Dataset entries
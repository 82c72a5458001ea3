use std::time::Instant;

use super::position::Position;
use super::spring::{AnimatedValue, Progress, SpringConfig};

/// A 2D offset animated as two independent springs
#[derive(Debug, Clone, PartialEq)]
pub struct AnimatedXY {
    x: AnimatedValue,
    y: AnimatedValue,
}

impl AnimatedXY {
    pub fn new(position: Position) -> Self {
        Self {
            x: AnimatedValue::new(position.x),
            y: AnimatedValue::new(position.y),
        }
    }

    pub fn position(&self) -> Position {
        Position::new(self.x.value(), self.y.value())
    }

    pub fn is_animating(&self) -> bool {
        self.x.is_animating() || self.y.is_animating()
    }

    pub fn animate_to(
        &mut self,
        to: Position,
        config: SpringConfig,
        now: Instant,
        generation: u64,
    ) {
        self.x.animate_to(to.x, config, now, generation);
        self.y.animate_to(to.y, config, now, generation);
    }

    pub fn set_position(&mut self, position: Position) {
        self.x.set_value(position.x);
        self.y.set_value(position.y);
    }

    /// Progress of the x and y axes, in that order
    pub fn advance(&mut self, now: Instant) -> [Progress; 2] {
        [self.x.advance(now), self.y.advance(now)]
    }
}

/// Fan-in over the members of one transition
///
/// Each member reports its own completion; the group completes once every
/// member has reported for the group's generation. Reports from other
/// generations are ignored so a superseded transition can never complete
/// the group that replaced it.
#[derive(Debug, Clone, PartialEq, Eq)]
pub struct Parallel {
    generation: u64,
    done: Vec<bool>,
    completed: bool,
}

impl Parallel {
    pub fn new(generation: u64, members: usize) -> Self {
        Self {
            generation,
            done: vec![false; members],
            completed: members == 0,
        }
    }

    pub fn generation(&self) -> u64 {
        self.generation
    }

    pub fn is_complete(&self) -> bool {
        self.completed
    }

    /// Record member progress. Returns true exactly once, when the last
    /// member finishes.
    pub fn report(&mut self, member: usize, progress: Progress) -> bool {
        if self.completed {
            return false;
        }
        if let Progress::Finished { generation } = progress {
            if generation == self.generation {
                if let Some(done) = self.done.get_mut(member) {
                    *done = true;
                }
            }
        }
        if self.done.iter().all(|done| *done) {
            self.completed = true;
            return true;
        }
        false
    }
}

Work order: Retype the entries above exactly as they appear.

Answer to the problem:
repository 82c72a5458001ea3
use std::time::Instant;

use super::position::Position;
use super::spring::{AnimatedValue, Progress, SpringConfig};

/// A 2D offset animated as two independent springs
#[derive(Debug, Clone, PartialEq)]
pub struct AnimatedXY {
    x: AnimatedValue,
    y: AnimatedValue,
}

impl AnimatedXY {
    pub fn new(position: Position) -> Self {
        Self {
            x: AnimatedValue::new(position.x),
            y: AnimatedValue::new(position.y),
        }
    }

    pub fn position(&self) -> Position {
        Position::new(self.x.value(), self.y.value())
    }

    pub fn is_animating(&self) -> bool {
        self.x.is_animating() || self.y.is_animating()
    }

    pub fn animate_to(
        &mut self,
        to: Position,
        config: SpringConfig,
        now: Instant,
        generation: u64,
    ) {
        self.x.animate_to(to.x, config, now, generation);
        self.y.animate_to(to.y, config, now, generation);
    }

    pub fn set_position(&mut self, position: Position) {
        self.x.set_value(position.x);
        self.y.set_value(position.y);
    }

    /// Progress of the x and y axes, in that order
    pub fn advance(&mut self, now: Instant) -> [Progress; 2] {
        [self.x.advance(now), self.y.advance(now)]
    }
}

/// Fan-in over the members of one transition
///
/// Each member reports its own completion; the group completes once every
/// member has reported for the group's generation. Reports from other
/// generations are ignored so a superseded transition can never complete
/// the group that replaced it.
#[derive(Debug, Clone, PartialEq, Eq)]
pub struct Parallel {
    generation: u64,
    done: Vec<bool>,
    completed: bool,
}

impl Parallel {
    pub fn new(generation: u64, members: usize) -> Self {
        Self {
            generation,
            done: vec![false; members],
            completed: members == 0,
        }
    }

    pub fn generation(&self) -> u64 {
        self.generation
    }

    pub fn is_complete(&self) -> bool {
        self.completed
    }

    /// Record member progress. Returns true exactly once, when the last
    /// member finishes.
    pub fn report(&mut self, member: usize, progress: Progress) -> bool {
        if self.completed {
            return false;
        }
        if let Progress::Finished { generation } = progress {
            if generation == self.generation {
                if let Some(done) = self.done.get_mut(member) {
                    *done = true;
                }
            }
        }
        if self.done.iter().all(|done| *done) {
            self.completed = true;
            return true;
        }
        false
    }
}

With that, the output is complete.